The stated goal of McSally’s Workgroup is to “identify solutions for expanding opportunity and improving outcomes for women.” Recognizing that working women have made great strides over the years, the Working Group is also aware that they still face many unique challenges and struggles not faced (or at least not to the same degree) by their male counterparts. Even in 2016, many years after passage of the Equal Pay Act in 1963, women continue to earn less than men – as much as 21% less, according to a recent comparison of median salaries.

Some of this discrepancy is undoubtedly due to the fact that women still often choose lower-paying career fields than their male counterparts (i.e. teaching or nursing as compared to law or medicine). Women also tend to leave the workforce for substantial periods of time to raise children or care for aging parents more frequently than men. Other challenges facing working women include childcare costs and even blatant discrimination. Statistics also show that approximately four in ten American families have women as the sole breadwinner.

This discrepancy in median salaries, when multiplied over an entire career, means that a woman may earn as much as $430,000 less than a man over her entire career. Naturally, this would be expected to have a seriously detrimental impact on a woman’s ability to support herself and her family over her lifetime and into retirement. The National Institute on Retirement Security reports that women are 80% more likely to be impoverished at age 65 or older – a figure that increases with age. All of these statistics should be very alarming to working women in America.

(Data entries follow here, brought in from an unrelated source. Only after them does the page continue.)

use std::path::PathBuf;
use std::str::FromStr;

use crate::game::constants::{combat, decision, pickups, sim};
use crate::util::fixed::Fp;

/// Read and parse one environment variable, warning on bad input
fn env_parse<T: FromStr>(name: &str) -> Option<T> {
    let raw = std::env::var(name).ok()?;
    match raw.trim().parse::<T>() {
        Ok(parsed) => Some(parsed),
        Err(_) => {
            tracing::warn!("Invalid {} '{}', using default", name, raw);
            None
        }
    }
}

/// Engine tunables shared by every bot
#[derive(Debug, Clone, PartialEq)]
pub struct EngineConfig {
    /// Round-robin window in ticks; each bot runs once per window
    pub tick_window: u32,
    /// Seconds after spawning during which a bot does nothing
    pub spawn_grace: Fp,
    /// Collectable chunk edge in world units
    pub chunk_size: Fp,
    /// Pickups within this radius count as close range
    pub close_pickup_radius: Fp,
    /// Aim interpolation step per pass, radians
    pub aim_turn_step: Fp,
}

impl Default for EngineConfig {
    fn default() -> Self {
        Self {
            tick_window: decision::DEFAULT_TICK_WINDOW,
            spawn_grace: decision::DEFAULT_SPAWN_GRACE,
            chunk_size: pickups::DEFAULT_CHUNK_SIZE,
            close_pickup_radius: pickups::DEFAULT_CLOSE_RADIUS,
            aim_turn_step: combat::DEFAULT_AIM_TURN_STEP,
        }
    }
}

impl EngineConfig {
    /// Load config from environment or use defaults
    pub fn from_env() -> Self {
        let mut config = Self::default();

        if let Some(window) = env_parse::<u32>("BOTS_TICK_WINDOW") {
            if window > 0 {
                config.tick_window = window;
            } else {
                tracing::warn!("BOTS_TICK_WINDOW must be > 0, using default");
            }
        }

        if let Some(grace) = env_parse::<Fp>("BOTS_SPAWN_GRACE") {
            config.spawn_grace = grace;
        }

        if let Some(size) = env_parse::<Fp>("BOTS_CHUNK_SIZE") {
            config.chunk_size = size;
        }

        if let Some(radius) = env_parse::<Fp>("BOTS_CLOSE_PICKUP_RADIUS") {
            config.close_pickup_radius = radius;
        }

        if let Some(step) = env_parse::<Fp>("BOTS_AIM_TURN_STEP") {
            config.aim_turn_step = step;
        }

        config
    }

    /// Validate configuration after loading
    pub fn validate(&self) -> Result<(), String> {
        if self.tick_window == 0 {
            return Err("tick_window must be at least 1".to_string());
        }
        if self.spawn_grace.is_negative() {
            return Err("spawn_grace cannot be negative".to_string());
        }
        if self.chunk_size <= Fp::ZERO {
            return Err("chunk_size must be positive".to_string());
        }
        if self.close_pickup_radius.is_negative() {
            return Err("close_pickup_radius cannot be negative".to_string());
        }
        if self.aim_turn_step <= Fp::ZERO {
            return Err("aim_turn_step must be positive".to_string());
        }
        Ok(())
    }
}

/// Headless match configuration
#[derive(Debug, Clone, PartialEq)]
pub struct MatchConfig {
    pub seed: u64,
    /// Ticks to simulate
    pub ticks: u64,
    pub tick_rate: u32,
    pub max_players: u32,
    pub team_size: u32,
    /// Human placeholders spawned before the roster fills the rest
    pub humans: u32,
    /// Skill rating given to the human placeholders
    pub average_trophies: u32,
    /// Optional JSON bot catalog
    pub catalog_path: Option<PathBuf>,
    /// Forces one difficulty instead of the trophy lookup
    pub difficulty_override: Option<u32>,
    pub engine: EngineConfig,
}

impl Default for MatchConfig {
    fn default() -> Self {
        Self {
            seed: 1,
            ticks: 3_000,
            tick_rate: sim::TICK_RATE,
            max_players: 24,
            team_size: 1,
            humans: 0,
            average_trophies: 0,
            catalog_path: None,
            difficulty_override: None,
            engine: EngineConfig::default(),
        }
    }
}

impl MatchConfig {
    /// Load config from environment or use defaults
    pub fn load_or_default() -> Self {
        let mut config = Self {
            engine: EngineConfig::from_env(),
            ..Self::default()
        };

        if let Some(seed) = env_parse::<u64>("MATCH_SEED") {
            config.seed = seed;
        }

        if let Some(ticks) = env_parse::<u64>("MATCH_TICKS") {
            config.ticks = ticks;
        }

        if let Some(rate) = env_parse::<u32>("MATCH_TICK_RATE") {
            if (1..=240).contains(&rate) {
                config.tick_rate = rate;
            } else {
                tracing::warn!("MATCH_TICK_RATE must be 1-240, using default");
            }
        }

        if let Some(max_players) = env_parse::<u32>("MATCH_MAX_PLAYERS") {
            config.max_players = max_players;
        }

        if let Some(team_size) = env_parse::<u32>("MATCH_TEAM_SIZE") {
            config.team_size = team_size;
        }

        if let Some(humans) = env_parse::<u32>("MATCH_HUMANS") {
            config.humans = humans;
        }

        if let Some(trophies) = env_parse::<u32>("MATCH_AVERAGE_TROPHIES") {
            config.average_trophies = trophies;
        }

        if let Ok(path) = std::env::var("BOTS_CATALOG_PATH") {
            if !path.trim().is_empty() {
                config.catalog_path = Some(PathBuf::from(path));
            }
        }

        if let Some(difficulty) = env_parse::<u32>("BOTS_DIFFICULTY_OVERRIDE") {
            config.difficulty_override = Some(difficulty);
        }

        config
    }

    /// Seconds per tick
    pub fn delta_time(&self) -> Fp {
        Fp::from_ratio(1, i64::from(self.tick_rate.max(1)))
    }

    /// Validate configuration after loading
    pub fn validate(&self) -> Result<(), String> {
        self.engine.validate()?;
        if self.tick_rate == 0 {
            return Err("tick_rate must be at least 1".to_string());
        }
        if self.max_players == 0 {
            return Err("max_players must be at least 1".to_string());
        }
        if self.team_size == 0 {
            return Err("team_size must be at least 1".to_string());
        }
        if self.team_size > self.max_players {
            return Err("team_size cannot exceed max_players".to_string());
        }
        if self.humans > self.max_players {
            return Err("humans cannot exceed max_players".to_string());
        }
        Ok(())
    }
}

#[cfg(test)]
mod tests {
    use super::*;

    #[test]
    fn test_default_engine_config() {
        let config = EngineConfig::default();
        assert_eq!(config.tick_window, 15);
        assert_eq!(config.spawn_grace, Fp::from_int(2));
        assert_eq!(config.chunk_size, Fp::from_int(16));
        assert_eq!(config.close_pickup_radius, Fp::from_int(3));
        assert_eq!(config.aim_turn_step, Fp::HALF);
        assert!(config.validate().is_ok());
    }

    #[test]
    fn test_engine_validate_rejects_zero_window() {
        let config = EngineConfig { tick_window: 0, ..EngineConfig::default() };
        assert!(config.validate().is_err());
    }

    #[test]
    fn test_match_validate() {
        let mut config = MatchConfig::default();
        assert!(config.validate().is_ok());
        config.team_size = 30;
        assert!(config.validate().is_err());
        config.team_size = 2;
        config.humans = 40;
        assert!(config.validate().is_err());
    }

    #[test]
    fn test_load_or_default() {
        let config = MatchConfig::load_or_default();
        assert!(config.tick_rate > 0);
        assert!(config.engine.tick_window > 0);
    }

    #[test]
    fn test_delta_time() {
        let config = MatchConfig { tick_rate: 20, ..MatchConfig::default() };
        assert_eq!(config.delta_time(), Fp::from_ratio(1, 20));
    }
}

McSally’s Working Group plans to crisscross the county engaging in a series of “listening sessions” – meeting with various relevant organizations, think tanks, and scholars with any eye toward identifying solutions to the unique issues facing working women and developing ways to expand opportunity and improve outcomes for women in the American workforce. One concept McSally and her group may find especially plausible is the role that the gig economy can have in women’s lives. The 21st century economy includes ever-expanding but non-traditional job opportunities, such as being Airbnb hosts, Uber or Lyft drivers, and other similar ventures. This new economy allows women (and men) to become self-employed entrepreneurs with limited capital investment and unlimited potential for profit.

Following the recent elections, which resulted in Republican majorities in both the House and Senate, one can reasonably expect McSally’s Working Group to garner more support from her colleagues in the coming year and beyond. Hopefully, the gig economy will be a part of the discussion.